The U.S. Supreme Court on Monday denied Texas death row inmate Robert Roberson III's petition to add another attorney to his court-appointed team.
Roberson has one more shot at delaying his execution with a petition arguing his rights were violated at trial.
Roberson, on death row for killing his two-year-old daughter in 2002, argues that his right to due process was violated when his trial judge did not allow an expert to testify about mental lapses caused by a brain injury Roberson suffered.
During the appeals process, Roberson sought new attorneys, saying his appointed ones, Seth Kretzer and Wes Volberding, were ineffective and had conflicts of interest that prevented them from fully fighting for him. He went to Texas Defender Service, whose attorneys filed a petition with the Supreme Court asking it to order a lower court to appoint a third attorney. The court denied the request Monday.
Attorney Lee Kovarsky said he and his Texas Defender Service team are trying to determine what to do next.
"The Supreme Court denies certiorari review in 98 percent of cases," he said, "and many of those orders denying review have nothing to do with the merits of underlying argument."
While that since-denied request was still before the court, Roberson's original attorneys entered another petition into the record. Kretzer filed a petition Wednesday asking the court to send Roberson's case back to trial because of his expert being unable to testify. Attorneys for the state of Texas have until Jan. 4 to respond to the petition.

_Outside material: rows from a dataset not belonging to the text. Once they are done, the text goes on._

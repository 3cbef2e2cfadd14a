//! Record extraction engine.
//!
//! Turns one `ListRecords` request into a lazy sequence of [`RawRecord`]s by
//! following resumption tokens. When a page yields no records (an expired
//! token, a failed request, an OAI-PMH error), the engine retries once with
//! the original query anchored at the datestamp of the last record it
//! yielded. If that retry is empty too, or no record has been yielded yet,
//! extraction fails.

use std::collections::VecDeque;
use std::sync::atomic::{AtomicBool, Ordering};
use std::sync::Arc;

use crate::config::{list_records_url, resumption_url, HarvestConfig};
use crate::error::{HarvesterError, Result};
use crate::http::Fetcher;
use crate::record::{ListRecordsPage, RawRecord};

/// The `ListRecords` request a harvest starts from.
#[derive(Debug, Clone, PartialEq, Eq)]
pub struct ListRecordsQuery {
    pub host_url: String,
    pub metadata_prefix: String,
    pub from: Option<String>,
    pub until: Option<String>,
    pub set: Option<String>,
}

impl ListRecordsQuery {
    #[must_use]
    pub fn new(host_url: impl Into<String>, metadata_prefix: impl Into<String>) -> Self {
        Self {
            host_url: host_url.into(),
            metadata_prefix: metadata_prefix.into(),
            from: None,
            until: None,
            set: None,
        }
    }

    /// Build the query from a harvest configuration.
    pub fn from_config(config: &HarvestConfig) -> Result<Self> {
        let host_url = config
            .host()
            .ok_or_else(|| HarvesterError::config("No host URL configured", Vec::new()))?;
        let prefix = config
            .prefix()
            .ok_or_else(|| HarvesterError::config("No metadata prefix configured", Vec::new()))?;

        Ok(Self {
            host_url: host_url.to_string(),
            metadata_prefix: prefix.to_string(),
            from: config.from.clone(),
            until: config.until.clone(),
            set: config.set.clone(),
        })
    }

    /// URL of the first page.
    #[must_use]
    pub fn url(&self) -> String {
        self.url_from(self.from.as_deref())
    }

    /// URL of the first page with a different `from` date.
    #[must_use]
    pub fn url_from(&self, from: Option<&str>) -> String {
        list_records_url(
            &self.host_url,
            from,
            self.until.as_deref(),
            self.set.as_deref(),
            &self.metadata_prefix,
        )
    }

    /// URL continuing the list at a resumption token.
    #[must_use]
    pub fn resumption_url(&self, token: &str) -> String {
        resumption_url(&self.host_url, token)
    }
}

/// Pagination state owned by the engine.
#[derive(Debug, Clone, Default, PartialEq, Eq)]
pub struct ResumptionState {
    /// URL of the next page to fetch; `None` once the list is exhausted.
    pub current_url: Option<String>,
    /// Datestamp of the last record handed out, the anchor for recovery.
    pub last_record_datestamp: Option<String>,
}

/// Lazy, paginated sequence of raw records.
///
/// Yields `Err` at most once; the sequence ends after an error, after
/// exhaustion, or when the abort flag is raised.
pub struct RecordExtractor<F> {
    fetcher: F,
    query: ListRecordsQuery,
    state: ResumptionState,
    queue: VecDeque<RawRecord>,
    pages_fetched: usize,
    expected_size: Option<u64>,
    version: Option<String>,
    abort: Arc<AtomicBool>,
    finished: bool,
}

impl<F: Fetcher> RecordExtractor<F> {
    /// Create an extractor; nothing is fetched until the first record is requested.
    pub fn new(fetcher: F, query: ListRecordsQuery) -> Self {
        let state = ResumptionState {
            current_url: Some(query.url()),
            last_record_datestamp: None,
        };

        Self {
            fetcher,
            query,
            state,
            queue: VecDeque::new(),
            pages_fetched: 0,
            expected_size: None,
            version: None,
            abort: Arc::new(AtomicBool::new(false)),
            finished: false,
        }
    }

    /// Share an abort flag with the caller.
    #[must_use]
    pub fn with_abort_flag(mut self, abort: Arc<AtomicBool>) -> Self {
        self.abort = abort;
        self
    }

    /// Fetch the first page if that has not happened yet, so that
    /// [`expected_size`](Self::expected_size) and [`version`](Self::version)
    /// are available.
    pub fn start(&mut self) -> Result<()> {
        if self.pages_fetched > 0 || self.finished || self.is_aborted() {
            return Ok(());
        }
        if let Some(url) = self.state.current_url.take() {
            if let Err(e) = self.fetch_page(url) {
                self.finished = true;
                return Err(e);
            }
        }
        Ok(())
    }

    /// Total number of records announced by the first page, if any.
    #[must_use]
    pub fn expected_size(&self) -> Option<u64> {
        self.expected_size
    }

    /// Identifier of the first record fetched; identifies the repository
    /// content for incremental re-harvesting.
    #[must_use]
    pub fn version(&self) -> Option<&str> {
        self.version.as_deref()
    }

    /// Current pagination state.
    #[must_use]
    pub fn state(&self) -> &ResumptionState {
        &self.state
    }

    /// Datestamp of the last record handed out.
    #[must_use]
    pub fn last_record_datestamp(&self) -> Option<&str> {
        self.state.last_record_datestamp.as_deref()
    }

    /// Number of pages fetched so far, fallback pages included.
    #[must_use]
    pub fn pages_fetched(&self) -> usize {
        self.pages_fetched
    }

    #[must_use]
    pub fn is_aborted(&self) -> bool {
        self.abort.load(Ordering::SeqCst)
    }

    /// Fetch and parse a page. Transport and parse failures count as an
    /// empty page; the reason is returned for error reporting.
    fn load_page(&mut self, url: &str) -> (ListRecordsPage, Option<String>) {
        tracing::debug!(url, "Fetching records page");
        self.pages_fetched += 1;

        let page = self
            .fetcher
            .fetch(url)
            .and_then(|body| ListRecordsPage::parse(&body));

        match page {
            Ok(page) => {
                let reason = page.error.as_ref().map(|e| {
                    tracing::warn!(url, code = %e.code, message = %e.message, "Repository returned an error");
                    format!("repository error '{}': {}", e.code, e.message)
                });
                (page, reason)
            }
            Err(e) => {
                tracing::warn!(url, error = %e, "Could not retrieve records page");
                (ListRecordsPage::default(), Some(e.to_string()))
            }
        }
    }

    fn fetch_page(&mut self, url: String) -> Result<()> {
        let (page, reason) = self.load_page(&url);
        if self.is_aborted() {
            return Ok(());
        }

        if !page.records.is_empty() {
            self.accept(page);
            return Ok(());
        }

        let Some(last_datestamp) = self.state.last_record_datestamp.clone() else {
            return Err(HarvesterError::Extraction {
                url,
                last_datestamp: None,
                reason: reason.unwrap_or_else(|| "no records returned".to_string()),
            });
        };

        let fallback_url = self.query.url_from(Some(&last_datestamp));
        tracing::info!(
            failed_url = %url,
            fallback_url = %fallback_url,
            from = %last_datestamp,
            "No records returned, resuming from last harvested datestamp"
        );

        let (page, reason) = self.load_page(&fallback_url);
        if self.is_aborted() {
            return Ok(());
        }

        if page.records.is_empty() {
            return Err(HarvesterError::Extraction {
                url: fallback_url,
                last_datestamp: Some(last_datestamp),
                reason: reason.unwrap_or_else(|| "no records returned".to_string()),
            });
        }

        self.accept(page);
        Ok(())
    }

    fn accept(&mut self, page: ListRecordsPage) {
        if self.version.is_none() {
            self.version = page.records.first().map(|r| r.identifier().to_string());
            self.expected_size = page
                .resumption_token
                .as_ref()
                .and_then(|t| t.complete_list_size);
        }

        self.state.current_url = page.next_token().map(|t| self.query.resumption_url(t));
        tracing::debug!(
            records = page.records.len(),
            has_next = self.state.current_url.is_some(),
            "Page received"
        );
        self.queue.extend(page.records);
    }
}

impl<F: Fetcher> Iterator for RecordExtractor<F> {
    type Item = Result<RawRecord>;

    fn next(&mut self) -> Option<Self::Item> {
        loop {
            if self.finished {
                return None;
            }

            if self.is_aborted() {
                tracing::info!("Record extraction aborted");
                self.finished = true;
                self.queue.clear();
                return None;
            }

            if let Some(record) = self.queue.pop_front() {
                if let Some(datestamp) = record.datestamp() {
                    self.state.last_record_datestamp = Some(datestamp.to_string());
                }
                return Some(Ok(record));
            }

            let Some(url) = self.state.current_url.take() else {
                self.finished = true;
                return None;
            };

            if let Err(e) = self.fetch_page(url) {
                self.finished = true;
                return Some(Err(e));
            }
        }
    }
}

Kretzer said his petition is "a real argument on which Mr. Roberson has a substantial chance of relief," and "those arguments are the ones that were developed and about which there was evidence." The petition is also is likely Roberson's last chance in the appeals process to avoid execution, Kretzer said. A clemency petition would be the next and final resort if the Supreme Court denies this second plea, he said.
Kovarsky said he hopes Kretzer's petition has a better outcome than his own.
"We only care about the client, so we hope that the certiorari petition filed last week is successful," Kovarsky said.